Excerpts from the 'Fast and Furious' report

Here are highlights of the Justice Department inspector general's report on "Operation Fast and Furious," the botched gun-trafficking probe that allowed hundreds of guns to reach Mexican drug cartels:
-- "While we found no evidence that the agents responsible for the cases had improper motives or were trying to accomplish anything other than dismantling a dangerous firearms trafficking organization, we concluded that the conduct and supervision of the investigations was significantly flawed."
-- Officials from the Bureau of Alcohol, Tobacco, Firearms and Explosives and the U.S. attorney's office in Phoenix "provided demonstrably inaccurate and conflicting information" to Justice Department officials as they drafted a later-retracted response to questions from Sen. Charles Grassley about the probe. However, the report adds, "the Department is ultimately responsible for representations that it makes to Congress."
-- Attorney General Eric Holder "did not learn about Operation Fast and Furious until late January or early February 2011 and was not aware of allegations of 'gun walking' in the investigation until February." Though Justice Department divisions send weekly reports to the attorney general's office, "We determined that these reports did not refer to agents' failure to interdict firearms or include information that otherwise provided notice of the improper strategy and tactics that ATF agents were using in the investigation."
-- Kenneth Melson, the former acting ATF director whose retirement was announced Wednesday, "was not well served" by his subordinates. However, as an experienced prosecutor, Melson "should have asked basic questions about the investigation, including how public safety was being protected." And after developing concerns about the probe in 2010, he failed to warn Holder's top aides and "lacked sufficient urgency" about the issue.

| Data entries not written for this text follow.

//! Defines the error types used throughout the crate.
use thiserror::Error;

/// Represents errors that can occur while shelling out to `git`.
#[derive(Debug, Error)]
pub enum GitError {
    /// Failed to access the current working directory, e.g., due to permissions.
    #[error("unable to access current working directory")]
    WorkingDirectoryInaccessible,

    /// Failed to execute the external 'git' process, e.g., 'git' not found in PATH.
    #[error("unable to execute git process")]
    Execution,

    /// The output (stdout or stderr) from the 'git' process was not valid UTF-8.
    #[error("unable to decode output from git executable")]
    Undecodable,

    /// The provided string is not a valid Git URL according to the crate's criteria.
    #[error("git URL is invalid: {0}")]
    InvalidUrl(String),

    /// The provided string is not a valid Git reference name (e.g., branch name).
    #[error("ref name is invalid: {0}")]
    InvalidRefName(String),

    /// The provided string is not a valid 40-character Git commit SHA.
    #[error("commit sha is invalid: {0}")]
    InvalidSha(String),

    /// The 'git' command executed but reported a non-zero exit status.
    /// Contains the command line and the captured stdout/stderr from the failed command.
    #[error("git {command} failed (exit {exit_code}): {stderr}")]
    CommandFailed {
        command: String,
        exit_code: i32,
        stdout: String,
        stderr: String,
    },

    /// The path could not be converted to a UTF-8 string, required to build a git argument.
    #[error("path contains non-UTF8 characters and cannot be used as a command argument: {0:?}")]
    PathEncodingError(std::path::PathBuf),

    /// The 'git' executable was not found in the system's PATH.
    #[error("'git' command not found; ensure git is installed and on PATH")]
    GitNotFound,
}

/// Top level error type returned by the public Gitalong API.
#[derive(Debug, Error)]
pub enum GitalongError {
    /// No `.gitalong.json` at the repository root.
    #[error("this repository has not been set up for gitalong; run `gitalong setup <store-url>` first")]
    NotSetUp,

    /// `setup` was invoked on a repository that already has a `.gitalong.json`.
    #[error(".gitalong.json already exists; remove it before running setup again")]
    AlreadySetUp,

    /// The store backend could not be reached after exhausting the retry budget.
    #[error("store unavailable: {0}")]
    StoreUnavailable(String),

    /// A store write lost every retry to a conflicting concurrent write.
    #[error("store write conflict: retry budget exhausted after {attempts} attempts")]
    StoreConflict { attempts: u32 },

    /// A `git` subprocess invocation failed.
    #[error(transparent)]
    Git(#[from] GitError),

    /// A filesystem permission change was refused by the OS.
    #[error("permission denied changing mode of {0}")]
    PermissionDenied(std::path::PathBuf),

    /// `.gitalong.json` is present but malformed.
    #[error("invalid configuration field `{0}`")]
    InvalidConfig(String),

    /// Any other filesystem failure not otherwise classified.
    #[error(transparent)]
    Io(#[from] std::io::Error),
}

/// A specialized `Result` type for the public Gitalong API.
pub type Result<T> = std::result::Result<T, GitalongError>;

-- Holder's acting deputy and current chief of staff, Gary Grindler, was told of the link between Fast and Furious and the killing of Border Patrol Agent Brian Terry in December 2010, and "should have informed the Attorney General as well as made an appropriate inquiry of ATF or the U.S. Attorney's Office about the connection."
-- Deputy Assistant Attorney General Jason Weinstein, who resigned when the report was released, "was the most senior person in the Department in April and May 2010 who was in a position to identify the similarity between the inappropriate tactics used in Operations Wide Receiver and Fast and Furious." Notes from an April 2010 meeting about the earlier operation show Weinstein "did not admonish ATF," and the meeting "focused instead on how to avoid negative press."
-- Criminal Division chief Lanny Breuer failed to warn Holder or his deputy about concerns about Operation Wide Receiver, a 2006-2007 gun probe that used similar tactics, when he learned about them in April 2010. Breuer admitted that in testimony to Congress in November.
-- Dennis Burke, the U.S. attorney in Phoenix, "failed to exercise responsible oversight and failed to provide the leadership and judgment required of a United States attorney." Burke resigned in 2011, as investigations into the probe gathered steam.